● TASK PROMPT: Pull every line that includes the word "found" out of the data below and copy it.

** Opening DATA PROVIDED block **

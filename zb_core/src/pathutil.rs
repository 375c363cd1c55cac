use std::path::{Component, Path, PathBuf};

use crate::consts;
use crate::context::BuildContext;

/// Map an absolute directory back to the import path rooted at one of the
/// source roots. Does not require sources to exist, so the result may not
/// be a loadable import path.
pub fn dir_to_import_path(ctx: &BuildContext, dir: &Path) -> Option<String> {
    for src_dir in &ctx.src_dirs {
        if let Ok(rel) = dir.strip_prefix(src_dir) {
            if rel.as_os_str().is_empty() {
                continue;
            }
            return Some(path_to_import(rel));
        }
    }
    None
}

/// Map an import path to the first source root that contains it as a
/// directory.
pub fn import_path_to_dir(ctx: &BuildContext, import_path: &str) -> Option<PathBuf> {
    for src_dir in &ctx.src_dirs {
        let dir = src_dir.join(import_path);
        if dir.is_dir() {
            return Some(dir);
        }
    }
    None
}

/// Walk up from `dir` until a directory containing the version-control
/// marker is found. `None` means no enclosing project.
pub fn project_dir(start: &Path) -> Option<PathBuf> {
    let mut dir = start.to_path_buf();
    loop {
        if dir.join(consts::VCS_MARKER).exists() {
            return Some(dir);
        }
        if !dir.pop() {
            return None;
        }
    }
}

/// The nearest project directory above the directory an import path maps
/// to, if any.
pub fn import_path_to_project_dir(ctx: &BuildContext, import_path: &str) -> Option<PathBuf> {
    project_dir(&import_path_to_dir(ctx, import_path)?)
}

/// Whether an argument is a filesystem path rather than an import path.
pub fn is_local(arg: &str) -> bool {
    arg == "."
        || arg == ".."
        || arg.starts_with("./")
        || arg.starts_with("../")
        || Path::new(arg).is_absolute()
}

/// Convert a local argument to a fully-qualified import path when it falls
/// under a source root; otherwise the absolute path is returned unchanged
/// (the caller decides whether that is an error).
pub fn normalize_import_path(ctx: &BuildContext, arg: &str) -> String {
    if !is_local(arg) {
        return arg.to_string();
    }

    let mut dir = PathBuf::from(arg);
    if !dir.is_absolute() {
        dir = normalize_lexically(&ctx.cwd.join(dir));
    }

    match dir_to_import_path(ctx, &dir) {
        Some(found) => found,
        None => dir.to_string_lossy().into_owned(),
    }
}

/// Whether the import path sits under a vendored subtree.
pub fn is_vendored(import_path: &str) -> bool {
    import_path.contains(consts::VENDOR_SEGMENT) || import_path.starts_with("vendor/")
}

/// Resolve `.` and `..` components without touching the filesystem.
pub fn normalize_lexically(path: &Path) -> PathBuf {
    let mut out = PathBuf::new();
    for comp in path.components() {
        match comp {
            Component::CurDir => {}
            Component::ParentDir => {
                out.pop();
            }
            other => out.push(other),
        }
    }
    out
}

fn path_to_import(rel: &Path) -> String {
    rel.components()
        .map(|c| c.as_os_str().to_string_lossy())
        .collect::<Vec<_>>()
        .join("/")
}

#[cfg(test)]
mod tests {
    use super::*;

    fn ctx_with_root(root: &Path) -> BuildContext {
        let mut ctx = BuildContext::new();
        ctx.src_dirs = vec![root.to_path_buf()];
        ctx
    }

    #[test]
    fn dir_round_trips_through_import_path() {
        let tmp = tempfile::tempdir().unwrap();
        let src = tmp.path().join("src");
        std::fs::create_dir_all(src.join("a/b")).unwrap();

        let ctx = ctx_with_root(&src);
        let import = dir_to_import_path(&ctx, &src.join("a/b")).unwrap();
        assert_eq!(import, "a/b");
        assert_eq!(import_path_to_dir(&ctx, &import).unwrap(), src.join("a/b"));
    }

    #[test]
    fn project_dir_walks_to_marker() {
        let tmp = tempfile::tempdir().unwrap();
        std::fs::create_dir_all(tmp.path().join(".git")).unwrap();
        std::fs::create_dir_all(tmp.path().join("a/b/c")).unwrap();

        assert_eq!(
            project_dir(&tmp.path().join("a/b/c")),
            Some(tmp.path().to_path_buf())
        );
    }

    #[test]
    fn project_dir_gives_up_at_root() {
        assert!(project_dir(Path::new("/nonexistent-zb-root")).is_none());
    }

    #[test]
    fn local_detection() {
        assert!(is_local("."));
        assert!(is_local("./x"));
        assert!(is_local("../x"));
        assert!(is_local("/abs"));
        assert!(!is_local("example.com/pkg"));
    }

    #[test]
    fn vendored_detection() {
        assert!(is_vendored("a/vendor/b"));
        assert!(is_vendored("vendor/b"));
        assert!(!is_vendored("a/b"));
    }

    #[test]
    fn lexical_normalization() {
        assert_eq!(
            normalize_lexically(Path::new("/a/b/../c/./d")),
            PathBuf::from("/a/c/d")
        );
    }
}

** Closing DATA PROVIDED block **

● TASK OUTPUT:
/// marker is found. `None` means no enclosing project.
        Some(found) => found,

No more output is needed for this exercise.